### SOURCE RECORDS ###

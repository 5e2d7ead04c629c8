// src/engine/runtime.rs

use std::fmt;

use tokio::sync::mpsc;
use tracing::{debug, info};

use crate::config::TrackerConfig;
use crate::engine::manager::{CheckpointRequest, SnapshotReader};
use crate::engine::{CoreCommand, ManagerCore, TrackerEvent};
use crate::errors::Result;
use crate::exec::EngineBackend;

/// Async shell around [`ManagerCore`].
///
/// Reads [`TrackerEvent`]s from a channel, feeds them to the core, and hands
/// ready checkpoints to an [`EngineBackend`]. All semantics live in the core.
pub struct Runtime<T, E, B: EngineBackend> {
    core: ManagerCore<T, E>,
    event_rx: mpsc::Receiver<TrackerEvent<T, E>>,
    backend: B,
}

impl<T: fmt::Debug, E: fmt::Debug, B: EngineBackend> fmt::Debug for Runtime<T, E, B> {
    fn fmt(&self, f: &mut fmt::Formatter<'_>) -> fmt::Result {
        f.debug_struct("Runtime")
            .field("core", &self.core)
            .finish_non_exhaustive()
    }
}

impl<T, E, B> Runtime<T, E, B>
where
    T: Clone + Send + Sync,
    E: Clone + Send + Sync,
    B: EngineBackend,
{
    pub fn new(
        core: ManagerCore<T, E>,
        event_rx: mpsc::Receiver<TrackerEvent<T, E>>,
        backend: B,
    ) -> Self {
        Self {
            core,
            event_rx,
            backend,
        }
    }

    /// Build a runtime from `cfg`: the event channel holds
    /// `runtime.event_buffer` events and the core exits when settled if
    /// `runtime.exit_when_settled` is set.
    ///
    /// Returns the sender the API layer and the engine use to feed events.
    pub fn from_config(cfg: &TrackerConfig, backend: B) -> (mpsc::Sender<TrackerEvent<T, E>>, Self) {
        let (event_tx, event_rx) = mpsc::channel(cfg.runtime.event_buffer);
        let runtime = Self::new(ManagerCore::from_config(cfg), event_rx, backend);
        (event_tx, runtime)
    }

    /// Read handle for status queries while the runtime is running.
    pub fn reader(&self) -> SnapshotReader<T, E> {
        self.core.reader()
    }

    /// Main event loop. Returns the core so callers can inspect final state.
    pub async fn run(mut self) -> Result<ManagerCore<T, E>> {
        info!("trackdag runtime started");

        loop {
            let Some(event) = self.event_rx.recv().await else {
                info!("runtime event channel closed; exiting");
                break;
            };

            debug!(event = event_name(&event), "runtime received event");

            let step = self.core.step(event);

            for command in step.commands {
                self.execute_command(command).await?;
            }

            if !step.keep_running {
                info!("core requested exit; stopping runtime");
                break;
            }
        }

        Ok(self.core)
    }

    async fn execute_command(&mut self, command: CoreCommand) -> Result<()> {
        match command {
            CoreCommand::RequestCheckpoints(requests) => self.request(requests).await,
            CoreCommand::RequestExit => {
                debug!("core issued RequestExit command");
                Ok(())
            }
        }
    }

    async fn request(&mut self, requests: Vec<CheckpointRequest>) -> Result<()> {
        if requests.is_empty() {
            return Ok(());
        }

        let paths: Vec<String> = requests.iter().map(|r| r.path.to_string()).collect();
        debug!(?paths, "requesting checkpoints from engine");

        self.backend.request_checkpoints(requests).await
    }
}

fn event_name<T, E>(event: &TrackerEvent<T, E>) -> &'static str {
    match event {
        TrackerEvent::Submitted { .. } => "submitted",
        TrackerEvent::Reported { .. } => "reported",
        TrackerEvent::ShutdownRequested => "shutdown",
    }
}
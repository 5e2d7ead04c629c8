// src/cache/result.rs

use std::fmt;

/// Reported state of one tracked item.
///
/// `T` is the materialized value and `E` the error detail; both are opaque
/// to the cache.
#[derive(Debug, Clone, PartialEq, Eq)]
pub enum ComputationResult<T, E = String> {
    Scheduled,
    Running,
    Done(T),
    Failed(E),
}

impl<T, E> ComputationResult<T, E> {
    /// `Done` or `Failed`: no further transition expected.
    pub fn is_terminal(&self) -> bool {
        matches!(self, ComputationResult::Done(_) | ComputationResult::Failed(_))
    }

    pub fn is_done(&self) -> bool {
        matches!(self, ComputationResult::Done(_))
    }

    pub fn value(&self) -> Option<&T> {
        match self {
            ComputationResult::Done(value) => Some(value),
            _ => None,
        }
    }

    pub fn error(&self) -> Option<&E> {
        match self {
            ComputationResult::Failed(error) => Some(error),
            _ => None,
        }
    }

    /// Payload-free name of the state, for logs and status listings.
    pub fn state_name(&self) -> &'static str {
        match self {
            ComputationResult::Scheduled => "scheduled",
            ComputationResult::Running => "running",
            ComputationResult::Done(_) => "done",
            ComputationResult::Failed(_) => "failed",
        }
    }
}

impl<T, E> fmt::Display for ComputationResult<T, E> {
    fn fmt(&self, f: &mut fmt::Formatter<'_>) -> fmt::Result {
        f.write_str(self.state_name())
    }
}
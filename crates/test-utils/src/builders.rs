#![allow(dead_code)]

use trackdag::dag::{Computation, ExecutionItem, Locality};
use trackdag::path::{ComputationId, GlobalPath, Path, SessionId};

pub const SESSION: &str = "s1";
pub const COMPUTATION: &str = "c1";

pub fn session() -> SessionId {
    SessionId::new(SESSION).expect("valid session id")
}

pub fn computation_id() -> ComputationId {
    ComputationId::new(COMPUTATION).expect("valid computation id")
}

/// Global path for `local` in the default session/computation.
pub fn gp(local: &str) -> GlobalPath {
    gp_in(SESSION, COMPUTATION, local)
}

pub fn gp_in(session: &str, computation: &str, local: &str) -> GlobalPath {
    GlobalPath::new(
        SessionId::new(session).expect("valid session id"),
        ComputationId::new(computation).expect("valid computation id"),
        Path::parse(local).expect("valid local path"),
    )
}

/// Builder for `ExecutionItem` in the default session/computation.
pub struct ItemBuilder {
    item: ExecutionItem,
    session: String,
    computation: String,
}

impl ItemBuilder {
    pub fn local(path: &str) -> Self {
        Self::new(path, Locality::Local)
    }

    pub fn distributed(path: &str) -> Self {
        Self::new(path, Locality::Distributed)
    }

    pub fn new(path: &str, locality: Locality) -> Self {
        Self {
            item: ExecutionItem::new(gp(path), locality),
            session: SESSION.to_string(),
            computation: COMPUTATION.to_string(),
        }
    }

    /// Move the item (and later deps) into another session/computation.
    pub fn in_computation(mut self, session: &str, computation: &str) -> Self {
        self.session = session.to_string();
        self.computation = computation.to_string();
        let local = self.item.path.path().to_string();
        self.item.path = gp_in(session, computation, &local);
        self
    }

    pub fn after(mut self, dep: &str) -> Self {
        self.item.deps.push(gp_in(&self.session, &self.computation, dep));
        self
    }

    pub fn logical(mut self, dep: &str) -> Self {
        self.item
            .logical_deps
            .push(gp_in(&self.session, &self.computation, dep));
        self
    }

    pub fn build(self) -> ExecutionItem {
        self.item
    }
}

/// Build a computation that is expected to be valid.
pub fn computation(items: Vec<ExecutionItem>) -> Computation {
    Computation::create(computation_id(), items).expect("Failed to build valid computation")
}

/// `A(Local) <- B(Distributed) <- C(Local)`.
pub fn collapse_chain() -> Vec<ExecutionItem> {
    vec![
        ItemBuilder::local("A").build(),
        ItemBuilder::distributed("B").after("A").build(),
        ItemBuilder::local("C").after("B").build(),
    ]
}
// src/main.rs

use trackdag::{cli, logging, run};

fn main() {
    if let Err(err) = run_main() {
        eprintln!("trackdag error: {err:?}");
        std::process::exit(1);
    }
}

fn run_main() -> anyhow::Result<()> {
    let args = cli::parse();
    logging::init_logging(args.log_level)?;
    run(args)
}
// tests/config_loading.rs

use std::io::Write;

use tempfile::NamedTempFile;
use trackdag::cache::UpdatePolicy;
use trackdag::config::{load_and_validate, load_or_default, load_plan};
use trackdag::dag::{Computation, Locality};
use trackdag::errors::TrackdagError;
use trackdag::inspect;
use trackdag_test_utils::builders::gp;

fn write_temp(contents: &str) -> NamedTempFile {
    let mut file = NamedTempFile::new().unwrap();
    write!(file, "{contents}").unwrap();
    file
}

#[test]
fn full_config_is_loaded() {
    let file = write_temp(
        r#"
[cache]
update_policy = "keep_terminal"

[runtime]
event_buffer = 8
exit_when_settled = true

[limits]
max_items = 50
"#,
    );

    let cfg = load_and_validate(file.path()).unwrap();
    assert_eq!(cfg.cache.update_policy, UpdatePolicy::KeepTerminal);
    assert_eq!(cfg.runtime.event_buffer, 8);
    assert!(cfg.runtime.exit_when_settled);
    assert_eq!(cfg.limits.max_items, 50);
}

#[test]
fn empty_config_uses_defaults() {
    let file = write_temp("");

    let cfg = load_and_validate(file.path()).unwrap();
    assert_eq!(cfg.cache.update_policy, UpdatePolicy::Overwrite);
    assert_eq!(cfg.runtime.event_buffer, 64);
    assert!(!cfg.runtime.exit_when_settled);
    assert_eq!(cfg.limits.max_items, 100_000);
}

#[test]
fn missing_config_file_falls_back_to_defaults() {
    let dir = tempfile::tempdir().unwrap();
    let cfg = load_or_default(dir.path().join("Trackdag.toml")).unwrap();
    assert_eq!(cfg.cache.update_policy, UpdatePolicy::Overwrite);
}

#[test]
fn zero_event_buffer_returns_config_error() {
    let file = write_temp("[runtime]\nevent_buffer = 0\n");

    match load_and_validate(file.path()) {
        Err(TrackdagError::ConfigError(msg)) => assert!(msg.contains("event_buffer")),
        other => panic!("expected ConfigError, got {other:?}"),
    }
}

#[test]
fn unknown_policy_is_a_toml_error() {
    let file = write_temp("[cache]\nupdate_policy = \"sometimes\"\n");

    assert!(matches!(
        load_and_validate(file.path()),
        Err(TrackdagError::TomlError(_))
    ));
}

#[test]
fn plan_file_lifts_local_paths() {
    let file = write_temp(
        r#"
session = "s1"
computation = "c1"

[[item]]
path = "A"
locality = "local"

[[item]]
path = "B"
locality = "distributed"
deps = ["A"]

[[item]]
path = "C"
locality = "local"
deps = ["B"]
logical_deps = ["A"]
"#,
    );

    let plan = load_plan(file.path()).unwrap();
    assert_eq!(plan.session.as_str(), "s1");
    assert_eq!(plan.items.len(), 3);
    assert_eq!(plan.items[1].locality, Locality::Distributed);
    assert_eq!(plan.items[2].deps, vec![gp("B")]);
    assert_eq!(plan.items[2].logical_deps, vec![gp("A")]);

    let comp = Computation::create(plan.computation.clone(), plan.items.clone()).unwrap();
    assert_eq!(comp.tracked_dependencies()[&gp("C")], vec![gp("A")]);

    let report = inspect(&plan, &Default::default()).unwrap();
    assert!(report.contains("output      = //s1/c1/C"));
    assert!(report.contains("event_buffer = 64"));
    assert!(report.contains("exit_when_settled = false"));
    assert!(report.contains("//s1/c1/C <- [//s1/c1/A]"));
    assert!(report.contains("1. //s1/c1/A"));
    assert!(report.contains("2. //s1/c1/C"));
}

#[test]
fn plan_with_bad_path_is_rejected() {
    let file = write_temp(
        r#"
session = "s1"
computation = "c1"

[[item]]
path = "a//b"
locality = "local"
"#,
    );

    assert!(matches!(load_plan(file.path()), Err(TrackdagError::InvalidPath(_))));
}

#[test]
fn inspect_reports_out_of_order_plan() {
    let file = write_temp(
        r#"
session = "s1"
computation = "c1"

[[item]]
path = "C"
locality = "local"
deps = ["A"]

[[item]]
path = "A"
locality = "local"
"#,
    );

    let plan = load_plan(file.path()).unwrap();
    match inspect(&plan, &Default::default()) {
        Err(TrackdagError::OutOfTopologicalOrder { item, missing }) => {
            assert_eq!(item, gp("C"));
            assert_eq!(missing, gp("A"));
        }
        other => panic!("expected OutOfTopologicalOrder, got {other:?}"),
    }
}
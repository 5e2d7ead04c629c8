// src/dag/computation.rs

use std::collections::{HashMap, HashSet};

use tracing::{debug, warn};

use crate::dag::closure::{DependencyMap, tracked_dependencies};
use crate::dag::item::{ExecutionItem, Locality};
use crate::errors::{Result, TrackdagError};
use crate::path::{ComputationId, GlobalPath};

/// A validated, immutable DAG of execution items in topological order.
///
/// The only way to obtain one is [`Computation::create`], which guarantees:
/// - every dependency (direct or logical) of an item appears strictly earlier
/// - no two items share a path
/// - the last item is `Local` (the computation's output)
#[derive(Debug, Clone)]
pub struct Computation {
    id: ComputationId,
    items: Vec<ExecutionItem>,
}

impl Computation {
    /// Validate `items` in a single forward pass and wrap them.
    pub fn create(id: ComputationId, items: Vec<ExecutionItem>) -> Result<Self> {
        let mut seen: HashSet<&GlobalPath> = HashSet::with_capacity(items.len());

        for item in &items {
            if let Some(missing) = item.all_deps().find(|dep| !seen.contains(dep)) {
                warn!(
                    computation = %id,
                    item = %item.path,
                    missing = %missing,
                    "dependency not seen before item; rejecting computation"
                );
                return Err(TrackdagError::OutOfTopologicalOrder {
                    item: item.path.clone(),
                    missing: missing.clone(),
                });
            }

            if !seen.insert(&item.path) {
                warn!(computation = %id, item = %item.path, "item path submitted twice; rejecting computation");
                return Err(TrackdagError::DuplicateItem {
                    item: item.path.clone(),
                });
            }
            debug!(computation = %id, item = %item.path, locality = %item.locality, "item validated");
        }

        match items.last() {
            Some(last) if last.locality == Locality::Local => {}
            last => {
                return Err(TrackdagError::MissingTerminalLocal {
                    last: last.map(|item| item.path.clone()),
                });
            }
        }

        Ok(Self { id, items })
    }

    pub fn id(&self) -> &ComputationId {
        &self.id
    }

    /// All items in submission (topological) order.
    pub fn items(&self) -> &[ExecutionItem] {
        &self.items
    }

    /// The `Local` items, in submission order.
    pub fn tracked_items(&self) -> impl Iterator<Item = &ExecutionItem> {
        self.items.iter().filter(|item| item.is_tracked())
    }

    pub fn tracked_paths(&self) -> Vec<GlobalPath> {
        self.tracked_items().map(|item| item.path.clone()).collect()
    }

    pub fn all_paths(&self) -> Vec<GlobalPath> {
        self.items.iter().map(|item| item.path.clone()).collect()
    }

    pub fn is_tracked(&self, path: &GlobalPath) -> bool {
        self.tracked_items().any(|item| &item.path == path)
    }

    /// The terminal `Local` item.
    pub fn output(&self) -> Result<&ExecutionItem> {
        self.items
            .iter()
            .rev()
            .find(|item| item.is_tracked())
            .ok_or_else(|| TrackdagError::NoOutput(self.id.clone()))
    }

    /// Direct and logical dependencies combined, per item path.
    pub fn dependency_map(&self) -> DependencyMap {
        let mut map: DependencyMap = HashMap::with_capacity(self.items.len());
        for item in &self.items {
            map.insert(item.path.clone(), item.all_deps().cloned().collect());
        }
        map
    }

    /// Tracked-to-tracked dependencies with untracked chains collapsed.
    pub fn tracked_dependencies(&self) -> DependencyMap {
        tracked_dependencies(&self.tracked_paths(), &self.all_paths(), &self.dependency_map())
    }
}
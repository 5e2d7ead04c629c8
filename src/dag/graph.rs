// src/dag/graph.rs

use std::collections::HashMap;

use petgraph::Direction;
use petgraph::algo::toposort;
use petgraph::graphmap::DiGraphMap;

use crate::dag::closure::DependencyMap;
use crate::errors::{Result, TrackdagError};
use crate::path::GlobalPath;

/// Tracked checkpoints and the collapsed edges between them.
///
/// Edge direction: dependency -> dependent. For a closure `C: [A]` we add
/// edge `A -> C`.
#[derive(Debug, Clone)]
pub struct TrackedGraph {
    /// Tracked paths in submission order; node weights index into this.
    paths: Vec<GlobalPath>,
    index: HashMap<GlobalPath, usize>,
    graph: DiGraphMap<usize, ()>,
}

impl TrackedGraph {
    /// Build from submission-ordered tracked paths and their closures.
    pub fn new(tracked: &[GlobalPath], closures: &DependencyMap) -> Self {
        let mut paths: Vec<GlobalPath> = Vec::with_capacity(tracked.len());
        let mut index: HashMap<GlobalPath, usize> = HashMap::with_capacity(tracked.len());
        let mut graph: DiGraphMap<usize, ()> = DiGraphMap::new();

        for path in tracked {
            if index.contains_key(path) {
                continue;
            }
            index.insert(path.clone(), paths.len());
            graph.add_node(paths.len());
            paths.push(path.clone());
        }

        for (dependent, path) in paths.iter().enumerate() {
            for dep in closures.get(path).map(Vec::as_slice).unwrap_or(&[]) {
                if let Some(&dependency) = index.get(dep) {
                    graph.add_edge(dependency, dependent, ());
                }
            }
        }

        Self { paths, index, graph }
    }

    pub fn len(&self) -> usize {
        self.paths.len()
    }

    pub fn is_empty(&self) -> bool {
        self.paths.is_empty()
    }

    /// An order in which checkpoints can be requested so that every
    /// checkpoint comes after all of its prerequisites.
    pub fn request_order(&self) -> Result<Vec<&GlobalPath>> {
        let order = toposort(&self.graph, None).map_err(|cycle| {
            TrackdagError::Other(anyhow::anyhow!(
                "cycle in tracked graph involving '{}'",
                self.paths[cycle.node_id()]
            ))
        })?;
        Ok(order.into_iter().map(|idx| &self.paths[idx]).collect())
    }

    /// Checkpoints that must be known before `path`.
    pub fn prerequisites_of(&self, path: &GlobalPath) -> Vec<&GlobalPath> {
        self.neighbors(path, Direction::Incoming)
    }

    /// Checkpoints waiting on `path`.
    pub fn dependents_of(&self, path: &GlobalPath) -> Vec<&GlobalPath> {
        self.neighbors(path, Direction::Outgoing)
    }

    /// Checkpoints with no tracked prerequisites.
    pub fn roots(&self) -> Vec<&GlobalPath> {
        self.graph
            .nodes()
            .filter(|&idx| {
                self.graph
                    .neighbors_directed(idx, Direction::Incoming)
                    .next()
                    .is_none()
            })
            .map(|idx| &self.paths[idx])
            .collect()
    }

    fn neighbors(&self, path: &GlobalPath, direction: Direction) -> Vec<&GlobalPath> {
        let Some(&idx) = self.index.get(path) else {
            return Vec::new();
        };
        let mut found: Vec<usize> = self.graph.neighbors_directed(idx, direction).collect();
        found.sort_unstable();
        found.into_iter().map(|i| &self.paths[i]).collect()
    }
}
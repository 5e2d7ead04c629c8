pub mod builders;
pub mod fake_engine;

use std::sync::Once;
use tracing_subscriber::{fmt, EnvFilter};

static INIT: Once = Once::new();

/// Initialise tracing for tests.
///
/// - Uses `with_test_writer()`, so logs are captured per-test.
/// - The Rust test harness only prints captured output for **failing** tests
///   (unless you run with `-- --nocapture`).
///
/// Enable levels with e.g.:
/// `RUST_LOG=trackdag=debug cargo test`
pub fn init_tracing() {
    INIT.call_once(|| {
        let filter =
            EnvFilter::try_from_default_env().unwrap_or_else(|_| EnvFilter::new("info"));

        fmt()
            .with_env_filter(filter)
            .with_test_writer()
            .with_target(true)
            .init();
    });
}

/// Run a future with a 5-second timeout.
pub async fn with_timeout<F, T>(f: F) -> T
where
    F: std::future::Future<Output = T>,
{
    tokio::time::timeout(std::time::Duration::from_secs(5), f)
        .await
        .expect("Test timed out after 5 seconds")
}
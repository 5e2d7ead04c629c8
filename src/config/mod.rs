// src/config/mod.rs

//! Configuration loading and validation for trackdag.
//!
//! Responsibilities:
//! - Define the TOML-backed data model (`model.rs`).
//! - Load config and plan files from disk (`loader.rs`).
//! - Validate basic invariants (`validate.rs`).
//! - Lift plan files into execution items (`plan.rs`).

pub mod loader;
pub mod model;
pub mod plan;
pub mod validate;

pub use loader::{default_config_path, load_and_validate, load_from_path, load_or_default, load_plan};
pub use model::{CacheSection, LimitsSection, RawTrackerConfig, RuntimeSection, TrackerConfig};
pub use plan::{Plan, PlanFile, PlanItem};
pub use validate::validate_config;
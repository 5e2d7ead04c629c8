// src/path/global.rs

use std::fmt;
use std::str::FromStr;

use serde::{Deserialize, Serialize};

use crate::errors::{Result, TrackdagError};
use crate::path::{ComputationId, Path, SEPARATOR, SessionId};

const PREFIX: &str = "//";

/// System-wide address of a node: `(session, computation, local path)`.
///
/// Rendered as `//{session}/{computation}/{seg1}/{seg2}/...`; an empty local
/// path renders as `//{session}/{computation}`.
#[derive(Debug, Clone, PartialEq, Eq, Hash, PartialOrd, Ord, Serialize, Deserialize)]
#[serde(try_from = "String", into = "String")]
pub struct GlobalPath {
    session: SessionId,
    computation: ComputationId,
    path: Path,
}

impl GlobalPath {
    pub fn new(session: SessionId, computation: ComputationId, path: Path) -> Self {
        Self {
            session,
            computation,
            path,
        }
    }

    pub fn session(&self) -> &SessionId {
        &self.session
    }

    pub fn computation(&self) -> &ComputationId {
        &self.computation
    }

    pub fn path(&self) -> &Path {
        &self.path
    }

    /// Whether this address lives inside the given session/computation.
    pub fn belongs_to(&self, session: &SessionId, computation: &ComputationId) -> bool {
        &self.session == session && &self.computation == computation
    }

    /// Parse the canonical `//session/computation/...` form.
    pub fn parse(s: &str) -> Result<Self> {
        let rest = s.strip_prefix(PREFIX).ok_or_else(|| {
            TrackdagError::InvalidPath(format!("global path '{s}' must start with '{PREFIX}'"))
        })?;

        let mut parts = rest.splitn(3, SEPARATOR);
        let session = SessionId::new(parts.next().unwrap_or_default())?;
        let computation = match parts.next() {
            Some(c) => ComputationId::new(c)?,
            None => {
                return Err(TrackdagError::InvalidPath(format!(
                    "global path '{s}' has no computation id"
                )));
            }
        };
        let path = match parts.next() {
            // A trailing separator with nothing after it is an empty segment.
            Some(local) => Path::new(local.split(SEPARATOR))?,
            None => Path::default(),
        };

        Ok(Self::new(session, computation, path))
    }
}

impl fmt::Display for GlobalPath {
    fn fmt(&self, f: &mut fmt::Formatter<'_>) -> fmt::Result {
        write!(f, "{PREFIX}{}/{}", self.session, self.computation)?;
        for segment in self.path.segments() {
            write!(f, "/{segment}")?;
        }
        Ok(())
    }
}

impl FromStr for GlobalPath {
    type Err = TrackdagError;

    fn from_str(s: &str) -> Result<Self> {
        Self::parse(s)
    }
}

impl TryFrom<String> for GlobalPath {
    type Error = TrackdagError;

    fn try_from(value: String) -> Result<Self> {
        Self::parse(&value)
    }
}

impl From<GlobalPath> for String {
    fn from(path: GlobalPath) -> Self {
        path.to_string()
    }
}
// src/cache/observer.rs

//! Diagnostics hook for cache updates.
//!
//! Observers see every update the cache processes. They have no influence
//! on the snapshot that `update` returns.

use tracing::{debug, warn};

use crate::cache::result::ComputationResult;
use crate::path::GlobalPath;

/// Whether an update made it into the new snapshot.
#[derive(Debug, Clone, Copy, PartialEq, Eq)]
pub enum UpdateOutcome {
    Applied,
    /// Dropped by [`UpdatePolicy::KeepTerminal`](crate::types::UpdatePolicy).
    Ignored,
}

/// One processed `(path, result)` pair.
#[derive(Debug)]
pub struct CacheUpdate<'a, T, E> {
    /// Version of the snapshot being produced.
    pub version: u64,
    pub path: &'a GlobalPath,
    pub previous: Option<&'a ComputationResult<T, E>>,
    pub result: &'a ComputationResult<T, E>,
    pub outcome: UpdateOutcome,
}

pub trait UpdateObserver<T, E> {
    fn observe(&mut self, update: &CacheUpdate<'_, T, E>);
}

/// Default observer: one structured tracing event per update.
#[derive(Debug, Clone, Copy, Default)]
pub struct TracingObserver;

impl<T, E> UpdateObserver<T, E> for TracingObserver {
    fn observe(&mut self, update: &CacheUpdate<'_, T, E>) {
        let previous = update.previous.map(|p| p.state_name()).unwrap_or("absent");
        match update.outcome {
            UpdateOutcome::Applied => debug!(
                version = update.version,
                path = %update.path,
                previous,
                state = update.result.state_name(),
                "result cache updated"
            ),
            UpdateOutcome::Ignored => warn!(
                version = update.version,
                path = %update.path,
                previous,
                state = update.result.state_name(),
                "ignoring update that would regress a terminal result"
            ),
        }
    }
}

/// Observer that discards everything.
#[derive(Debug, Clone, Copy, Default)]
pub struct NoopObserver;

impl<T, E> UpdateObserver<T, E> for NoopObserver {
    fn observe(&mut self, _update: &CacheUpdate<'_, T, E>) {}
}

###

> **WORK TO COMPLETE**
Whenever the word "KeepTerminal" turns up in a line of the listing above, copy the line.

> **TASK RESPONSE**
    assert_eq!(cfg.cache.update_policy, UpdatePolicy::KeepTerminal);
    /// Dropped by [`UpdatePolicy::KeepTerminal`](crate::types::UpdatePolicy).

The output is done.